From the data below, repeat exactly the lines from the line with "let Value::Object(mut root)" to the line with "for item in", both included.

#### INPUT RECORDS:

=======

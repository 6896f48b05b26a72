// ABOUTME: FreshRSS starred-items export reading and validation.
// ABOUTME: Checks the export shape and maps items onto Favorite records.

use crate::error::FeedError;
use crate::models::{Favorite, UNKNOWN_SOURCE};
use crate::time_parse::parse_timestamp_value;
use chrono::{DateTime, Utc};
use serde_json::Value;
use std::collections::HashSet;
use tracing::debug;

/// Largest export accepted, in bytes.
pub const MAX_EXPORT_BYTES: usize = 50 * 1024 * 1024;

/// Number of leading items whose required fields are checked.
const SAMPLE_SIZE: usize = 5;

/// A validated FreshRSS export.
#[derive(Debug, Clone)]
pub struct FreshRssExport {
    items: Vec<Value>,
}

/// Parses and validates a FreshRSS JSON export.
pub fn parse_export(data: &[u8]) -> Result<FreshRssExport, FeedError> {
    if data.len() > MAX_EXPORT_BYTES {
        return Err(FeedError::validation("File too large (max 50MB)"));
    }
    let value: Value = serde_json::from_slice(data).map_err(FeedError::parse)?;
    FreshRssExport::from_value(value)
}

impl FreshRssExport {
    /// Validates an already-decoded export document.
    pub fn from_value(value: Value) -> Result<Self, FeedError> {
        let Value::Object(mut root) = value else {
            return Err(FeedError::validation(
                "Invalid file format: not a valid JSON object",
            ));
        };
        let items = match root.remove("items") {
            Some(Value::Array(items)) => items,
            _ => {
                return Err(FeedError::validation(
                    "Invalid FreshRSS file format: missing items array",
                ))
            }
        };
        if items.is_empty() {
            return Err(FeedError::empty("FreshRSS file contains no items to migrate"));
        }
        for item in items.iter().take(SAMPLE_SIZE) {
            if !is_truthy(item.get("title")) || !is_truthy(item.get("published")) {
                return Err(FeedError::validation(
                    "Invalid FreshRSS file format: items must have title and published fields",
                ));
            }
        }
        Ok(FreshRssExport { items })
    }

    pub fn len(&self) -> usize {
        self.items.len()
    }

    pub fn is_empty(&self) -> bool {
        self.items.is_empty()
    }

    /// Raw items as found in the export.
    pub fn items(&self) -> &[Value] {
        &self.items
    }

    /// Every item as a Favorite, in export order.
    pub fn favorites(&self) -> Vec<Favorite> {
        self.items.iter().map(item_to_favorite).collect()
    }

    /// Number of distinct origin feeds.
    pub fn source_count(&self) -> usize {
        self.items
            .iter()
            .map(|item| {
                item.pointer("/origin/title")
                    .and_then(Value::as_str)
                    .filter(|s| !s.is_empty())
                    .unwrap_or(UNKNOWN_SOURCE)
            })
            .collect::<HashSet<_>>()
            .len()
    }

    /// Oldest and newest publication times.
    pub fn date_range(&self) -> Option<(DateTime<Utc>, DateTime<Utc>)> {
        let mut times = self
            .items
            .iter()
            .filter_map(|item| item.get("published").and_then(parse_timestamp_value));
        let first = times.next()?;
        let (min, max) = times.fold((first, first), |(lo, hi), t| (lo.min(t), hi.max(t)));
        Some((min, max))
    }
}

fn is_truthy(value: Option<&Value>) -> bool {
    match value {
        None | Some(Value::Null) => false,
        Some(Value::Bool(b)) => *b,
        Some(Value::String(s)) => !s.is_empty(),
        Some(Value::Number(n)) => n.as_f64().map(|f| f != 0.0).unwrap_or(true),
        Some(_) => true,
    }
}

fn str_at<'a>(item: &'a Value, pointer: &str) -> Option<&'a str> {
    item.pointer(pointer)
        .and_then(Value::as_str)
        .filter(|s| !s.is_empty())
}

fn item_to_favorite(item: &Value) -> Favorite {
    let url = str_at(item, "/url")
        .or_else(|| str_at(item, "/canonical/0/href"))
        .or_else(|| str_at(item, "/alternate/0/href"))
        .unwrap_or_default()
        .to_string();
    if url.is_empty() {
        debug!(title = ?item.get("title"), "favorite has no URL");
    }
    let feed_url = str_at(item, "/origin/feedUrl")
        .map(str::to_string)
        .or_else(|| {
            str_at(item, "/origin/streamId")
                .and_then(|id| id.strip_prefix("feed/"))
                .map(str::to_string)
        });

    Favorite {
        url,
        title: str_at(item, "/title").unwrap_or_default().to_string(),
        author: str_at(item, "/author").map(str::to_string),
        published: item
            .get("published")
            .and_then(parse_timestamp_value)
            .map(|t| t.timestamp())
            .unwrap_or(0),
        feed_title: str_at(item, "/feed_title")
            .or_else(|| str_at(item, "/origin/title"))
            .map(str::to_string),
        feed_url,
        site_url: str_at(item, "/origin/htmlUrl").map(str::to_string),
    }
}

#[cfg(test)]
mod tests {
    use super::*;
    use pretty_assertions::assert_eq;

    fn export(json: &str) -> Result<FreshRssExport, FeedError> {
        parse_export(json.as_bytes())
    }

    #[test]
    fn rejects_missing_items() {
        let err = export(r#"{"id":"x"}"#).unwrap_err();
        assert_eq!(err.to_string(), "Invalid FreshRSS file format: missing items array");
        let err = export(r#"{"items":{}}"#).unwrap_err();
        assert_eq!(err.to_string(), "Invalid FreshRSS file format: missing items array");
    }

    #[test]
    fn rejects_empty_items() {
        let err = export(r#"{"items":[]}"#).unwrap_err();
        assert_eq!(err.to_string(), "FreshRSS file contains no items to migrate");
    }

    #[test]
    fn rejects_items_without_required_fields() {
        let err = export(r#"{"items":[{"title":"ok","published":1},{"title":"no date"}]}"#)
            .unwrap_err();
        assert_eq!(
            err.to_string(),
            "Invalid FreshRSS file format: items must have title and published fields"
        );
    }

    #[test]
    fn only_first_five_items_are_checked() {
        let mut items: Vec<String> = (0..5)
            .map(|i| format!(r#"{{"title":"t{}","published":{}}}"#, i, 1700000000 + i))
            .collect();
        items.push(r#"{"url":"https://late.example.com"}"#.to_string());
        let doc = format!(r#"{{"items":[{}]}}"#, items.join(","));
        assert_eq!(export(&doc).unwrap().len(), 6);
    }

    #[test]
    fn rejects_non_object() {
        assert!(export("[1,2]").is_err());
        assert!(export("not json").is_err());
    }

    #[test]
    fn maps_google_reader_items() {
        let doc = r#"{"items":[{
            "title":"Hello",
            "published":1700000000,
            "author":"Ann",
            "canonical":[{"href":"https://blog.example.com/hello"}],
            "origin":{"title":"Example Blog","htmlUrl":"https://blog.example.com","streamId":"feed/https://blog.example.com/feed"}
        }]}"#;
        let favs = export(doc).unwrap().favorites();
        assert_eq!(
            favs[0],
            Favorite {
                url: "https://blog.example.com/hello".into(),
                title: "Hello".into(),
                author: Some("Ann".into()),
                published: 1700000000,
                feed_title: Some("Example Blog".into()),
                feed_url: Some("https://blog.example.com/feed".into()),
                site_url: Some("https://blog.example.com".into()),
            }
        );
    }

    #[test]
    fn source_count_and_date_range() {
        let doc = r#"{"items":[
            {"title":"a","published":1700000000,"origin":{"title":"A"}},
            {"title":"b","published":1600000000,"origin":{"title":"B"}},
            {"title":"c","published":1650000000,"origin":{"title":"A"}},
            {"title":"d","published":1690000000}
        ]}"#;
        let parsed = export(doc).unwrap();
        assert_eq!(parsed.source_count(), 3);
        let (lo, hi) = parsed.date_range().unwrap();
        assert_eq!(lo.timestamp(), 1600000000);
        assert_eq!(hi.timestamp(), 1700000000);
    }

    #[test]
    fn out_of_range_published_values() {
        let doc = r#"{"items":[
            {"title":"a","published":-9223372036854775808},
            {"title":"b","published":"-9223372036854775808"},
            {"title":"c","published":-1e30},
            {"title":"d","published":1700000000}
        ]}"#;
        let parsed = export(doc).unwrap();
        let (lo, hi) = parsed.date_range().unwrap();
        assert_eq!((lo.timestamp(), hi.timestamp()), (1700000000, 1700000000));
        let published: Vec<i64> = parsed.favorites().iter().map(|f| f.published).collect();
        assert_eq!(published, vec![0, 0, 0, 1700000000]);
    }
}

=======

#### RESPONSE AREA:
        let Value::Object(mut root) = value else {
            return Err(FeedError::validation(
                "Invalid file format: not a valid JSON object",
            ));
        };
        let items = match root.remove("items") {
            Some(Value::Array(items)) => items,
            _ => {
                return Err(FeedError::validation(
                    "Invalid FreshRSS file format: missing items array",
                ))
            }
        };
        if items.is_empty() {
            return Err(FeedError::empty("FreshRSS file contains no items to migrate"));
        }
        for item in items.iter().take(SAMPLE_SIZE) {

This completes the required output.